=== Work instructions ===
Copy each line from the data that has the word "codec" in it.

[Collection entries]
//! Ledger aggregate, transaction records, and the log line codec.

pub mod codec;
pub mod id_allocator;
#[allow(clippy::module_inception)]
pub mod ledger;
pub mod transaction;
pub mod validation;

pub use id_allocator::IdAllocator;
pub use ledger::{Ledger, LedgerSummary, LoadStatus, LoadSummary};
pub use transaction::{Transaction, TransactionDetails, TransactionKind};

=== Answer space ===
//! Ledger aggregate, transaction records, and the log line codec.
pub mod codec;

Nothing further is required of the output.